Deal Gone Bad - Posted by Chris

Posted by Tom-FL on October 15, 2003 at 22:33:45:

Well, the deed is pretty well worthless. Highly unlikely he’ll sign again in front of a notary.

You may be able to sue for specific performance of the contract, if it’s worth it.

Could just be a lesson learned.

Deal Gone Bad - Posted by Chris

Posted by Chris on October 15, 2003 at 21:29:48:

I have a sub2 deal that I got the seller to give me a signed Purchase Agreement(sub2) and a signed QCD, but now he has found a cash buyer and wants out of the sub2…The QCD was not notarized or recorded…What is my recourse?

Not totally bad… - Posted by Bill Bronchick

Posted by Bill Bronchick on October 16, 2003 at 08:07:19:

A deed signed without an acknowledgement is not necessarily void… it just may not be recordable.

I would try to record it anyway.
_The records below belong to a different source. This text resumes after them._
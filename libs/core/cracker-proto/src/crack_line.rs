// [libs/core/cracker-proto/src/crack_line.rs]
//! Decodes lines tailed from the cracker's outfile:
//! `<unix_ts>:<hash_with_embedded_colons>:<hex_plaintext>`.

use agent_domain_models::CrackResult;

/// A dropped crack line, with the reason it could not be decoded.
#[derive(Debug, Clone, PartialEq, Eq)]
pub enum CrackLineWarning {
    TooFewFields,
    InvalidTimestamp,
    InvalidHexPlaintext,
}

/// Splits a tailed outfile line on `:`. The first field is the unix
/// timestamp, the last is hex-encoded plaintext, and everything between
/// is rejoined with `:` to recover the original hash (which may itself
/// contain colons, e.g. NTLM or shadow-style hashes).
///
/// Lines with fewer than three fields, a non-numeric timestamp, or
/// malformed hex are dropped with a warning rather than propagated —
/// a single corrupt line must never take down the tailer.
pub fn decode_crack_line(line: &str) -> Result<CrackResult, CrackLineWarning> {
    let fields: Vec<&str> = line.split(':').collect();
    if fields.len() < 3 {
        return Err(CrackLineWarning::TooFewFields);
    }

    let timestamp: i64 = fields[0]
        .parse()
        .map_err(|_| CrackLineWarning::InvalidTimestamp)?;

    let hex_plaintext = fields[fields.len() - 1];
    let hash = fields[1..fields.len() - 1].join(":");

    let raw = hex::decode(hex_plaintext).map_err(|_| CrackLineWarning::InvalidHexPlaintext)?;
    let plaintext = String::from_utf8_lossy(&raw).into_owned();

    Ok(CrackResult {
        timestamp,
        hash,
        plaintext,
    })
}

#[cfg(test)]
mod tests {
    use super::*;
    use proptest::prelude::*;

    #[test]
    fn decodes_simple_line() {
        // "abc" in hex is 616263
        let line = "1700000000:5f4dcc3b5aa765d61d8327deb882cf99:616263";
        let result = decode_crack_line(line).unwrap();
        assert_eq!(result.timestamp, 1700000000);
        assert_eq!(result.hash, "5f4dcc3b5aa765d61d8327deb882cf99");
        assert_eq!(result.plaintext, "abc");
    }

    #[test]
    fn preserves_embedded_colons_in_hash() {
        let line = "1700000000:$6$salt$abc:def:616263";
        let result = decode_crack_line(line).unwrap();
        assert_eq!(result.hash, "$6$salt$abc:def");
    }

    #[test]
    fn rejects_too_few_fields() {
        assert_eq!(
            decode_crack_line("1700000000:616263"),
            Err(CrackLineWarning::TooFewFields)
        );
    }

    #[test]
    fn rejects_non_numeric_timestamp() {
        assert_eq!(
            decode_crack_line("not-a-ts:hash:616263"),
            Err(CrackLineWarning::InvalidTimestamp)
        );
    }

    #[test]
    fn rejects_malformed_hex() {
        assert_eq!(
            decode_crack_line("1700000000:hash:zz"),
            Err(CrackLineWarning::InvalidHexPlaintext)
        );
    }

    proptest! {
        #[test]
        fn total_function_no_panics(line in "\\PC{0,80}") {
            let _ = decode_crack_line(&line);
        }
    }
}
People always slip unacknowledged instruments past the clerk in my state.

Maybe you could sign on the bottom, “received this __ day of ___, 2003” and have YOUR signature acknowledged. This is basically meaningless, but the notary stamp may fool the clerk and you will get on record. Then, when the seller goes to closing, the title company will find the deed and say, “hey we’ve got a problem Mr. Seller.” At that point, you can make him pay you cash to release your position. This is what is known as “legal extortion” - he promised to sell you a house and now he’s renegged. Rather than sue, simply put him in a position that he has to deal with you or lose a potential buyer.

Good news! - Posted by CS

Posted by CS on October 16, 2003 at 07:10:04:

The good news is that you have learned a lesson here. The lesson being that a deed that is NOT notarized is worthless.
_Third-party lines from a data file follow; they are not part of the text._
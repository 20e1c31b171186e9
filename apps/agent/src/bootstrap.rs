// [apps/agent/src/bootstrap.rs]
//! Startup collaborator: config-file discovery, the data-directory
//! layout, the PID lock that keeps two agents from sharing one data
//! directory, and the interactive `init` prompt.

use std::path::{Path, PathBuf};

use directories::{BaseDirs, ProjectDirs};

use crate::errors::BootstrapError;

const CONFIG_FILE_NAME: &str = "cipherswarmagent.yaml";

/// Search order: current directory, then the OS config directory, then
/// the user's home directory. An explicit `--config` always wins.
pub fn discover_config_path(explicit: Option<&Path>) -> Option<PathBuf> {
    if let Some(path) = explicit {
        return Some(path.to_path_buf());
    }
    config_search_candidates().into_iter().find(|path| path.exists())
}

fn config_search_candidates() -> Vec<PathBuf> {
    let mut candidates = vec![
        PathBuf::from(CONFIG_FILE_NAME),
        PathBuf::from("cipherswarmagent.yml"),
    ];
    if let Some(dirs) = ProjectDirs::from("", "", "cipherswarm") {
        candidates.push(dirs.config_dir().join(CONFIG_FILE_NAME));
    }
    if let Some(dirs) = BaseDirs::new() {
        candidates.push(dirs.home_dir().join(format!(".{CONFIG_FILE_NAME}")));
    }
    candidates
}

/// Where a freshly-created config file should live when none was
/// found: the OS config directory, falling back to the current
/// directory if that can't be determined.
pub fn default_config_write_path() -> PathBuf {
    ProjectDirs::from("", "", "cipherswarm")
        .map(|dirs| dirs.config_dir().join(CONFIG_FILE_NAME))
        .unwrap_or_else(|| PathBuf::from(CONFIG_FILE_NAME))
}

pub fn default_data_path() -> PathBuf {
    ProjectDirs::from("", "", "cipherswarm")
        .map(|dirs| dirs.data_dir().to_path_buf())
        .unwrap_or_else(|| PathBuf::from("cipherswarm-data"))
}

/// Creates the subdirectories a session or the bootstrap process write
/// into. Tolerates directories that already exist.
pub fn ensure_data_dirs(data_path: &Path) -> Result<(), BootstrapError> {
    for sub in [
        data_path.to_path_buf(),
        data_path.join("files"),
        data_path.join("hashlists"),
        data_path.join("zaps"),
        data_path.join("output"),
        data_path.join("restore"),
        data_path.join("logs"),
    ] {
        std::fs::create_dir_all(&sub).map_err(|source| BootstrapError::DataDir { path: sub, source })?;
    }
    Ok(())
}

/// A held PID lock; removed automatically when dropped.
pub struct PidLock {
    path: PathBuf,
}

impl Drop for PidLock {
    fn drop(&mut self) {
        let _ = std::fs::remove_file(&self.path);
    }
}

/// Claims `path` as this process's PID lock. A lock file naming a
/// still-alive process is a hard failure; a stale one (process no
/// longer running) is silently reclaimed.
pub fn acquire_pid_lock(path: &Path) -> Result<PidLock, BootstrapError> {
    if let Ok(existing) = std::fs::read_to_string(path) {
        if let Ok(pid) = existing.trim().parse::<u32>() {
            if process_is_alive(pid) {
                return Err(BootstrapError::AlreadyRunning(path.to_path_buf()));
            }
        }
    }

    std::fs::write(path, std::process::id().to_string())
        .map_err(|source| BootstrapError::PidLock { path: path.to_path_buf(), source })?;

    Ok(PidLock { path: path.to_path_buf() })
}

#[cfg(target_os = "linux")]
fn process_is_alive(pid: u32) -> bool {
    Path::new(&format!("/proc/{pid}")).exists()
}

#[cfg(not(target_os = "linux"))]
fn process_is_alive(_pid: u32) -> bool {
    // No portable process-liveness check without a dedicated crate;
    // err on the side of treating any recorded PID as live so two
    // agents never race past the lock on platforms we can't probe.
    true
}

/// Interactive first-run setup: prompts for the API URL and a
/// 24-character API token, writes a minimal config file, and returns
/// its path.
pub fn run_init(explicit_path: Option<&Path>) -> anyhow::Result<PathBuf> {
    use dialoguer::Input;

    let api_url: String = Input::new()
        .with_prompt("Coordinator API URL")
        .validate_with(|input: &String| -> Result<(), &str> {
            if reqwest::Url::parse(input).is_ok() {
                Ok(())
            } else {
                Err("enter a valid URL, e.g. https://coordinator.example.com")
            }
        })
        .interact_text()?;

    let api_token: String = Input::new()
        .with_prompt("API token (24 characters)")
        .validate_with(|input: &String| -> Result<(), &str> {
            if input.chars().count() == 24 {
                Ok(())
            } else {
                Err("token must be exactly 24 characters")
            }
        })
        .interact_text()?;

    let config_path = explicit_path
        .map(Path::to_path_buf)
        .unwrap_or_else(default_config_write_path);

    if let Some(parent) = config_path.parent() {
        std::fs::create_dir_all(parent)?;
    }

    let data_path = default_data_path();
    let document = serde_yaml::to_string(&InitialConfigDocument {
        api_url,
        api_token,
        data_path,
    })?;
    std::fs::write(&config_path, document)?;

    Ok(config_path)
}

#[derive(serde::Serialize)]
struct InitialConfigDocument {
    api_url: String,
    api_token: String,
    data_path: PathBuf,
}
Record the QCD - Posted by TKP, Houston

Posted by TKP, Houston on October 16, 2003 at 24:03:14:

Chris, I suggest you record the QCD immediately.
Than you have some leverage when you start negotiating.
Good luck. TKP, Houston

Re: Deal Gone Bad - Posted by Tom (WA)

Posted by Tom (WA) on October 15, 2003 at 23:25:42:


I don’t want to be too hard on you but the lesson here is that you need to know what you are doing. There are quite a few courses available on “subject to” and my guess is that each and every one tell you that you need to get the deed notarized. Short cuts do not work for inexperienced investors.

It’s much cheaper to buy a few good courses than to lose a good deal.

The good news is that you now know that sellers will deed property to you.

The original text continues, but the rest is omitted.